Image Credit: Metro Nashville Police Department & The Tennessee Comptroller
The Tennessee Conservative Staff –
Gibson County Sheriff Paul Thomas pleaded not guilty to charges of using prison labor for illegal personal profit.
Thomas appeared in circuit court in Trenton to answer to charges of forcing inmates to work for his own personal gain, as well as housing prisoners in homes outside of the prison without obtaining permission to do so. He faces a total of 18 charges in Gibson County.
According to court documents, Thomas was a stakeholder in three different for-profit companies that provided transportation for inmates on work-release, housed those inmates in a transitional house, and provided labor for local companies.
Tennessee Comptroller Jason Mumpower stated that Thomas failed to make his involvement in those companies, known collectively as Alliance Group, known when he submitted his annual filing with the Tennessee Ethics Commission.
Thomas allegedly allocated more than $1.4 million in inmate wage fees and deductions to Alliance Group. An investigation showed that at least 170 inmates worked for the staffing agency, and 82 inmates were allowed to reside at Orchard House.
The sheriff received more than $181,000 in payroll benefits from Alliance Group from money earned through the inmate labor.
Additionally, Thomas continued to list the inmate’s residence as the county jail while they were staying at Orchard House. This led to the county obtaining more than $500,000 in reimbursements from the state. Thomas then had that money allocated to Orchard House without obtaining consent.
“Orchard House was neither attached to the jail nor staffed by jail personnel, and no contract existed between the county and Orchard House,” the comptroller’s office said.
Thomas was also indicted on four additional charges of forgery, theft, computer crimes, and official misconduct in Davidson County.

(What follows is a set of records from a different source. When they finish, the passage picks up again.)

//! # Queue Store
//!
//! Durable, ordered collection of sync items.
//!
//! ## Persistence Model
//! ```text
//! ┌─────────────────────────────────────────────────────────────────────────┐
//! │                         Queue Store                                     │
//! │                                                                         │
//! │   enqueue ──┐                                                           │
//! │   update  ──┼──► items: Vec<SyncItem> (insertion order)                 │
//! │   remove  ──┘          │                                                │
//! │                        │ every mutation                                 │
//! │                        ▼                                                │
//! │              serde_json::to_string(&items)                              │
//! │                        │                                                │
//! │                        ▼                                                │
//! │     QueueStorage::save("omaa_offline_queue", blob)                      │
//! │                        │                                                │
//! │                        ▼                                                │
//! │           depth listener(count of items != SUCCESS)                     │
//! │                                                                         │
//! │   startup: QueueStorage::load → decode → PROCESSING items → QUEUED      │
//! └─────────────────────────────────────────────────────────────────────────┘
//! ```
//!
//! A failed write during enqueue is returned to the caller and the new item
//! is dropped, so a successful enqueue always means the item is on disk.
//! Failed writes after updates and removals are logged and the in-memory
//! queue stays authoritative; the next successful write carries every change
//! since.

use std::sync::Arc;
use tracing::{debug, error, info, warn};

use omaa_core::{CoreError, SyncItem};

use crate::error::{SyncError, SyncResult};
use crate::storage::QueueStorage;

/// Callback receiving the queue depth after every mutation.
pub type DepthListener = Box<dyn Fn(usize) + Send + Sync>;

/// Result of an enqueue.
#[derive(Debug, Clone, Copy, PartialEq, Eq)]
pub enum EnqueueOutcome {
    /// The item was added.
    Queued,
    /// An item with the same id is already queued; nothing changed.
    Duplicate,
}

/// Ordered, persisted queue of [`SyncItem`]s.
pub struct QueueStore {
    items: Vec<SyncItem>,
    storage: Arc<dyn QueueStorage>,
    key: String,
    listener: Option<DepthListener>,
}

impl std::fmt::Debug for QueueStore {
    fn fmt(&self, f: &mut std::fmt::Formatter<'_>) -> std::fmt::Result {
        f.debug_struct("QueueStore")
            .field("key", &self.key)
            .field("len", &self.items.len())
            .field("has_listener", &self.listener.is_some())
            .finish()
    }
}

impl QueueStore {
    /// Creates an empty store writing to `storage` under `key`.
    pub fn new(storage: Arc<dyn QueueStorage>, key: impl Into<String>) -> Self {
        QueueStore {
            items: Vec::new(),
            storage,
            key: key.into(),
            listener: None,
        }
    }

    /// Creates a store and restores it from the last persisted blob.
    pub async fn open(storage: Arc<dyn QueueStorage>, key: impl Into<String>) -> SyncResult<Self> {
        let mut store = Self::new(storage, key);
        store.restore().await?;
        Ok(store)
    }

    /// Replaces the in-memory queue with the persisted one.
    ///
    /// Missing key → empty queue. Items left PROCESSING by a crashed
    /// process are released back to QUEUED. Returns the restored count.
    ///
    /// ## Errors
    /// `SyncError::CorruptQueue` if the blob does not decode. The blob is
    /// copied to `<key>_corrupt` first so it can be inspected.
    pub async fn restore(&mut self) -> SyncResult<usize> {
        let Some(blob) = self.storage.load(&self.key).await? else {
            debug!(key = %self.key, "No persisted queue, starting empty");
            self.items.clear();
            return Ok(0);
        };

        let mut items: Vec<SyncItem> = match serde_json::from_str(&blob) {
            Ok(items) => items,
            Err(e) => {
                let backup = format!("{}_corrupt", self.key);
                if let Err(save_err) = self.storage.save(&backup, &blob).await {
                    warn!(key = %backup, error = %save_err, "Could not back up corrupt queue");
                }
                return Err(SyncError::CorruptQueue {
                    key: self.key.clone(),
                    reason: e.to_string(),
                });
            }
        };

        let released = items
            .iter_mut()
            .map(SyncItem::release_orphaned)
            .filter(|released| *released)
            .count();
        self.items = items;

        info!(
            key = %self.key,
            restored = self.items.len(),
            released,
            "Restored persisted queue"
        );

        if released > 0 {
            self.commit().await;
        }

        Ok(self.items.len())
    }

    /// Sets the depth listener, replacing any previous one.
    pub fn set_depth_listener(&mut self, listener: DepthListener) {
        self.listener = Some(listener);
    }

    /// Appends `item` unless an item with the same id is present.
    ///
    /// ## Errors
    /// Returns the storage error if the grown queue cannot be written. The
    /// item is not kept, so the caller can retry the enqueue.
    pub async fn enqueue(&mut self, item: SyncItem) -> SyncResult<EnqueueOutcome> {
        if self.find_by_id(&item.id).is_some() {
            debug!(id = %item.id, "Duplicate sync item ignored");
            return Ok(EnqueueOutcome::Duplicate);
        }

        self.items.push(item);
        if let Err(e) = self.persist().await {
            if let Some(dropped) = self.items.pop() {
                error!(key = %self.key, id = %dropped.id, error = %e, "Failed to persist new item");
            }
            return Err(e);
        }
        self.notify();
        Ok(EnqueueOutcome::Queued)
    }

    /// Removes the item with `id`.
    pub async fn remove(&mut self, id: &str) -> Option<SyncItem> {
        let index = self.items.iter().position(|i| i.id == id)?;
        let item = self.items.remove(index);
        self.commit().await;
        Some(item)
    }

    /// Applies `f` to the item with `id` and persists the result.
    pub async fn update<F, R>(&mut self, id: &str, f: F) -> SyncResult<R>
    where
        F: FnOnce(&mut SyncItem) -> R,
    {
        let item = self
            .items
            .iter_mut()
            .find(|i| i.id == id)
            .ok_or_else(|| CoreError::ItemNotFound(id.to_string()))?;

        let result = f(item);
        self.commit().await;
        Ok(result)
    }

    /// Looks up an item by id.
    pub fn find_by_id(&self, id: &str) -> Option<&SyncItem> {
        self.items.iter().find(|i| i.id == id)
    }

    /// Items with status other than SUCCESS, in insertion order.
    pub fn all_pending(&self) -> Vec<SyncItem> {
        self.items.iter().filter(|i| i.is_pending()).cloned().collect()
    }

    /// All items in insertion order.
    pub fn items(&self) -> &[SyncItem] {
        &self.items
    }

    /// Count of items with status other than SUCCESS.
    pub fn depth(&self) -> usize {
        self.items.iter().filter(|i| i.is_pending()).count()
    }

    pub fn len(&self) -> usize {
        self.items.len()
    }

    pub fn is_empty(&self) -> bool {
        self.items.is_empty()
    }

    /// Storage key of the persisted blob.
    pub fn key(&self) -> &str {
        &self.key
    }

    /// Writes the whole queue to storage.
    pub async fn persist(&self) -> SyncResult<()> {
        let blob = serde_json::to_string(&self.items)?;
        self.storage.save(&self.key, &blob).await
    }

    /// Persists and notifies the listener. Write failures are logged only.
    async fn commit(&self) {
        if let Err(e) = self.persist().await {
            error!(key = %self.key, error = %e, "Failed to persist queue");
        }
        self.notify();
    }

    fn notify(&self) {
        if let Some(listener) = &self.listener {
            listener(self.depth());
        }
    }
}

#[cfg(test)]
mod tests {
    use super::*;
    use crate::storage::MemoryStorage;
    use chrono::{DateTime, Utc};
    use omaa_core::{Endpoint, ItemStatus, Priority};
    use async_trait::async_trait;
    use serde_json::json;
    use std::sync::atomic::{AtomicBool, AtomicUsize, Ordering};

    /// Memory storage whose writes can be switched off.
    #[derive(Default)]
    struct FlakyStorage {
        inner: MemoryStorage,
        failing: AtomicBool,
    }

    #[async_trait]
    impl QueueStorage for FlakyStorage {
        async fn load(&self, key: &str) -> SyncResult<Option<String>> {
            self.inner.load(key).await
        }

        async fn save(&self, key: &str, blob: &str) -> SyncResult<()> {
            if self.failing.load(Ordering::SeqCst) {
                return Err(SyncError::StorageFailed("disk full".into()));
            }
            self.inner.save(key, blob).await
        }
    }

    fn item(id: &str) -> SyncItem {
        SyncItem::new(
            id,
            Endpoint::ExpenseCreate,
            json!({"id": id, "amount": 1200}),
            Priority::Low,
            DateTime::<Utc>::UNIX_EPOCH,
        )
    }

    fn storage() -> (MemoryStorage, Arc<dyn QueueStorage>) {
        let mem = MemoryStorage::new();
        let shared: Arc<dyn QueueStorage> = Arc::new(mem.clone());
        (mem, shared)
    }

    #[tokio::test]
    async fn test_duplicate_enqueue_is_noop() {
        let (_, storage) = storage();
        let mut queue = QueueStore::new(storage, "q");

        assert_eq!(queue.enqueue(item("a")).await.unwrap(), EnqueueOutcome::Queued);

        let mut dup = item("a");
        dup.payload = json!({"id": "a", "amount": 9999});
        assert_eq!(queue.enqueue(dup).await.unwrap(), EnqueueOutcome::Duplicate);

        assert_eq!(queue.len(), 1);
        assert_eq!(queue.find_by_id("a").unwrap().payload["amount"], json!(1200));
    }

    #[tokio::test]
    async fn test_every_mutation_persists() {
        let (mem, storage) = storage();
        let mut queue = QueueStore::new(storage, "q");

        queue.enqueue(item("a")).await.unwrap();
        queue.enqueue(item("b")).await.unwrap();
        let blob = mem.load("q").await.unwrap().unwrap();
        let stored: Vec<SyncItem> = serde_json::from_str(&blob).unwrap();
        assert_eq!(stored.len(), 2);

        queue.update("a", |i| i.attempts = 3).await.unwrap();
        queue.remove("b").await.unwrap();
        let blob = mem.load("q").await.unwrap().unwrap();
        let stored: Vec<SyncItem> = serde_json::from_str(&blob).unwrap();
        assert_eq!(stored.len(), 1);
        assert_eq!(stored[0].attempts, 3);
    }

    #[tokio::test]
    async fn test_depth_listener_fires_on_mutation() {
        let (_, storage) = storage();
        let mut queue = QueueStore::new(storage, "q");

        let last = Arc::new(AtomicUsize::new(usize::MAX));
        let seen = last.clone();
        queue.set_depth_listener(Box::new(move |depth| seen.store(depth, Ordering::SeqCst)));

        queue.enqueue(item("a")).await.unwrap();
        assert_eq!(last.load(Ordering::SeqCst), 1);
        queue.enqueue(item("b")).await.unwrap();
        assert_eq!(last.load(Ordering::SeqCst), 2);
        queue.remove("a").await;
        assert_eq!(last.load(Ordering::SeqCst), 1);
    }

    #[tokio::test]
    async fn test_restore_releases_orphaned_items() {
        let (mem, storage) = storage();
        {
            let mut queue = QueueStore::new(storage.clone(), "q");
            queue.enqueue(item("a")).await.unwrap();
            queue.enqueue(item("b")).await.unwrap();
            queue.update("a", |i| i.begin_attempt()).await.unwrap().unwrap();
        }

        let queue = QueueStore::open(storage, "q").await.unwrap();
        assert_eq!(queue.len(), 2);
        assert_eq!(queue.find_by_id("a").unwrap().status, ItemStatus::Queued);
        assert_eq!(queue.items()[0].id, "a");

        let blob = mem.load("q").await.unwrap().unwrap();
        assert!(!blob.contains("PROCESSING"));
    }

    #[tokio::test]
    async fn test_restore_missing_key_is_empty() {
        let (_, storage) = storage();
        let queue = QueueStore::open(storage, "nothing-here").await.unwrap();
        assert!(queue.is_empty());
    }

    #[tokio::test]
    async fn test_restore_corrupt_blob() {
        let (mem, storage) = storage();
        mem.save("q", "{not json").await.unwrap();

        let err = QueueStore::open(storage, "q").await.unwrap_err();
        assert!(matches!(err, SyncError::CorruptQueue { .. }));
        assert_eq!(mem.load("q_corrupt").await.unwrap().as_deref(), Some("{not json"));
    }

    #[tokio::test]
    async fn test_update_missing_item() {
        let (_, storage) = storage();
        let mut queue = QueueStore::new(storage, "q");
        let err = queue.update("ghost", |_| ()).await.unwrap_err();
        assert!(matches!(err, SyncError::Domain(CoreError::ItemNotFound(_))));
    }

    #[tokio::test]
    async fn test_enqueue_surfaces_write_failure() {
        let flaky = Arc::new(FlakyStorage::default());
        let mut queue = QueueStore::new(flaky.clone(), "q");

        let notified = Arc::new(AtomicUsize::new(0));
        let count = notified.clone();
        queue.set_depth_listener(Box::new(move |_| {
            count.fetch_add(1, Ordering::SeqCst);
        }));

        queue.enqueue(item("a")).await.unwrap();
        flaky.failing.store(true, Ordering::SeqCst);

        let err = queue.enqueue(item("b")).await.unwrap_err();
        assert!(err.is_storage_error());
        assert!(queue.find_by_id("b").is_none());
        assert_eq!(queue.len(), 1);
        assert_eq!(notified.load(Ordering::SeqCst), 1);

        // Once storage recovers the same item can be queued again.
        flaky.failing.store(false, Ordering::SeqCst);
        assert_eq!(queue.enqueue(item("b")).await.unwrap(), EnqueueOutcome::Queued);
        let blob = flaky.inner.load("q").await.unwrap().unwrap();
        assert!(blob.contains("\"b\""));
    }
}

He will be arraigned on those charges at a later date in Nashville.
2 Responses
The prison labor racket in this country, especially where it involves privatized prisons, has more in common with Stalinist prisons than it does with U.S. values. The privitizers like Core Civic, et al. will use not only underpaid or even unpaid prison labor to make top-dollar overpriced and under-quality products that one could buy far more cheaply at a regular retailer or wholesaler. For the private prison industry to survive, however, requires laws that require state and local government to buy all their products from prison industries at unreasonably high prices for shoddy quality. The fact that convicts receive almost no pay for their work therefore, does not mean low-priced or high-quality products. Most inmates will do just enough to get by and take no pride in their products for which they receive next to no pay at all. Some crooked government officials will use this prison labor to fatten their family’s pocket for selfish gain.
Correct.
In the BOP (Feds) it’s UNICOR Federal Prison Industries.
It is disgraceful that we are the only country in the world that incarcerates our own people for profit. I have been one of those prisoners. I was falsely accused as were many, many others. The Federal Legal System, as we all now know (Trump, J6, Bannon etc.) is the single most corrupt in the free world.